The most striking aspect of Polish thought at the time was the preoccupation with public affairs and government. The discussion on the Polish body politic was opened by Jan Ostroróg with his Monumentum pro Reipublicae Ordinatione (c.1460), which argued for a more just social and political system. It was taken up by Marcin Bielski (1495-1575) and Marcin Kromer (1512-89), who used books on the history of Poland to polemicise about the rights and wrongs of the system. Stanisław Orzechowski applied geometrical principles to constitutional projects. Andrzej Frycz-Modrzewski (1503-72), Zygmunt Augustus’ delegate to the Council of Trent in 1545 and a close friend of the theologian Melanchthon, with whom he had studied at Wittenberg, published a treatise on the Polish legal system, and in 1554 a longer work, De Republica Emendanda, sketching a utopian political vision.
Most of this literature was idealistic, and, like the work of the eighteenth-century philosophes, predicated on the mirage of an ideal condition. It represented existing abuses and injustice as perversions of this condition, rather than as inherent in human affairs.

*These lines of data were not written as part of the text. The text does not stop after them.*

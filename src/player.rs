// Copyright (C) 2026 Michael Wilson <mike@mdwn.dev>
//
// This program is free software: you can redistribute it and/or modify it under
// the terms of the GNU General Public License as published by the Free Software
// Foundation, version 3.
//
// This program is distributed in the hope that it will be useful, but WITHOUT
// ANY WARRANTY; without even the implied warranty of MERCHANTABILITY or FITNESS
// FOR A PARTICULAR PURPOSE. See the GNU General Public License for more details.
//
// You should have received a copy of the GNU General Public License along with
// this program. If not, see <https://www.gnu.org/licenses/>.
//
use std::{path::Path, sync::Arc};

use parking_lot::Mutex;
use tokio::{sync::broadcast, task::JoinHandle};
use tracing::{error, info, span, warn, Level, Span};

use crate::{
    audio,
    cache::{AudioHandle, ClipCache, LoadError, Run, RunStatus},
    clip::ClipId,
    speech::Fallback,
};

/// How many player events a slow subscriber can fall behind by.
const EVENT_CAPACITY: usize = 64;

/// Something the player did.
#[derive(Clone, Debug, PartialEq, Eq)]
pub enum PlayerEvent {
    Started(ClipId),
    Ended(ClipId),
    Stopped(ClipId),
    Missing { id: ClipId, reason: String },
    Fallback(ClipId),
}

/// How a play request turned out.
#[derive(Debug)]
pub enum Outcome {
    /// The clip is playing. The run reports when it ends.
    Playing(Run),
    /// The clip couldn't be loaded and was spoken instead. There's no end to wait for.
    Fallback,
    /// A newer request came in while the clip was loading, so it wasn't played.
    Superseded,
}

enum Pending {
    Now(Outcome),
    Deferred(JoinHandle<Outcome>),
}

/// A receipt for a play request. Awaiting it is optional.
pub struct Playback {
    id: ClipId,
    pending: Pending,
}

impl Playback {
    pub fn id(&self) -> &ClipId {
        &self.id
    }

    /// Returns true if the clip had to be loaded before it could play.
    pub fn is_deferred(&self) -> bool {
        matches!(self.pending, Pending::Deferred(_))
    }

    /// Waits for the request to be resolved.
    pub async fn outcome(self) -> Outcome {
        match self.pending {
            Pending::Now(outcome) => outcome,
            Pending::Deferred(join) => match join.await {
                Ok(outcome) => outcome,
                Err(e) => {
                    error!(err = e.to_string(), clip = %self.id, "Deferred playback failed");
                    Outcome::Superseded
                }
            },
        }
    }
}

#[derive(Default)]
struct State {
    /// The handle most recently started.
    current: Option<Arc<AudioHandle>>,
    /// Bumped by every request so stale deferred starts can tell they've been superseded.
    generation: u64,
}

/// Plays clips one at a time. Starting a clip always stops the one before it.
pub struct Player {
    cache: Arc<ClipCache>,
    fallback: Arc<Fallback>,
    state: Arc<Mutex<State>>,
    events: broadcast::Sender<PlayerEvent>,
    span: Span,
}
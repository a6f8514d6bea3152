// Copyright (C) 2026 Michael Wilson <mike@mdwn.dev>
//
// This program is free software: you can redistribute it and/or modify it under
// the terms of the GNU General Public License as published by the Free Software
// Foundation, version 3.
//
// This program is distributed in the hope that it will be useful, but WITHOUT
// ANY WARRANTY; without even the implied warranty of MERCHANTABILITY or FITNESS
// FOR A PARTICULAR PURPOSE. See the GNU General Public License for more details.
//
// You should have received a copy of the GNU General Public License along with
// this program. If not, see <https://www.gnu.org/licenses/>.
//
use std::collections::VecDeque;

use parking_lot::Mutex;

/// A notifier that answers prompts from a script and remembers everything it was shown.
pub struct Notifier {
    answers: Mutex<VecDeque<Option<String>>>,
    alerts: Mutex<Vec<String>>,
    prompts: Mutex<Vec<String>>,
}

impl Notifier {
    /// Creates a notifier that answers prompts with the given answers, in order. Once the
    /// script runs out, prompts are dismissed.
    pub fn new(answers: Vec<Option<String>>) -> Notifier {
        Notifier {
            answers: Mutex::new(answers.into()),
            alerts: Mutex::new(Vec::new()),
            prompts: Mutex::new(Vec::new()),
        }
    }

    /// Every alert shown so far.
    pub fn alerts(&self) -> Vec<String> {
        self.alerts.lock().clone()
    }

    /// Every prompt shown so far.
    pub fn prompts(&self) -> Vec<String> {
        self.prompts.lock().clone()
    }
}

impl super::Notifier for Notifier {
    fn alert(&self, message: &str) {
        self.alerts.lock().push(message.to_string());
    }

    fn prompt(&self, message: &str) -> Option<String> {
        self.prompts.lock().push(message.to_string());
        self.answers.lock().pop_front().flatten()
    }
}
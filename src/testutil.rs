// Copyright (C) 2026 Michael Wilson <mike@mdwn.dev>
//
// This program is free software: you can redistribute it and/or modify it under
// the terms of the GNU General Public License as published by the Free Software
// Foundation, version 3.
//
// This program is distributed in the hope that it will be useful, but WITHOUT
// ANY WARRANTY; without even the implied warranty of MERCHANTABILITY or FITNESS
// FOR A PARTICULAR PURPOSE. See the GNU General Public License for more details.
//
// You should have received a copy of the GNU General Public License along with
// this program. If not, see <https://www.gnu.org/licenses/>.
//
use std::{
    sync::Arc,
    thread,
    time::{Duration, SystemTime},
};

use crate::{
    audio,
    notice::mock::Notifier,
    player::Player,
    speech::{self, mock::Engine, Fallback, Language},
};

/// Wait for the given predicate to return true or fail.
#[inline]
pub fn eventually<F>(predicate: F, error_msg: &str)
where
    F: Fn() -> bool,
{
    let start = SystemTime::now();
    let mut tick = Duration::from_millis(5);
    let timeout = Duration::from_secs(10);
    let max_tick = Duration::from_millis(100);

    loop {
        let elapsed = start.elapsed();
        if elapsed.is_err() {
            panic!("System time error");
        }
        let elapsed = elapsed.unwrap();

        if elapsed > timeout {
            panic!("{}", error_msg);
        }
        if predicate() {
            return;
        }

        thread::sleep(tick);
        tick = std::cmp::min(tick * 2, max_tick);
    }
}

/// Everything a player test needs to look at.
pub struct Harness {
    pub engine: Arc<Engine>,
    pub notifier: Arc<Notifier>,
    pub player: Arc<Player>,
}

/// Builds a player on top of the given mock device with a mock speech engine that has an
/// Urdu voice.
pub fn harness(device: audio::mock::Device) -> Harness {
    let engine = Arc::new(Engine::new(vec![
        speech::Voice::new("ur-PK", "Urdu (Pakistan)"),
        speech::Voice::new("en-US", "English (America)"),
    ]));
    let notifier = Arc::new(Notifier::new(Vec::new()));
    let engine_dyn: Arc<dyn speech::Engine> = engine.clone();
    let fallback = Fallback::new(
        Some(engine_dyn),
        notifier.clone(),
        Language::default(),
        speech::DEFAULT_RATE,
    );
    let player = Arc::new(Player::new(
        Arc::new(device),
        &std::path::PathBuf::from("assets/audio"),
        Arc::new(fallback),
    ));

    Harness {
        engine,
        notifier,
        player,
    }
}
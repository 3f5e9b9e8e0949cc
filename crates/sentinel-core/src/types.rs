//! Core domain types for the Trade Sentinel system.

pub mod alert;
pub mod resource;
pub mod risk;
pub mod subject;

pub use alert::*;
pub use resource::*;
pub use risk::*;
pub use subject::*;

The next generation of political writers applied their ideas to specific institutions. Bartlomiej Paprocki’s O Hetmanie was an attempt to define the role and duty of the hetman; Krzysztof Warszewicki’s De Legato did the same for those engaged in diplomacy; Jakub Górski’s Rada Pańska, Jan Zamoyski’s De Senatu Romano and Wawrzyniec Goślicki’s De Optimo Senatore all lectured on the conduct of affairs of state. Although they were more practical than their forerunners they still clung to the belief that good government depended on good people rather than on strong institutions. As Zamoyski said in the speech inaugurating the university he had founded: ‘Republics will always be as good as the upbringing of their young men.’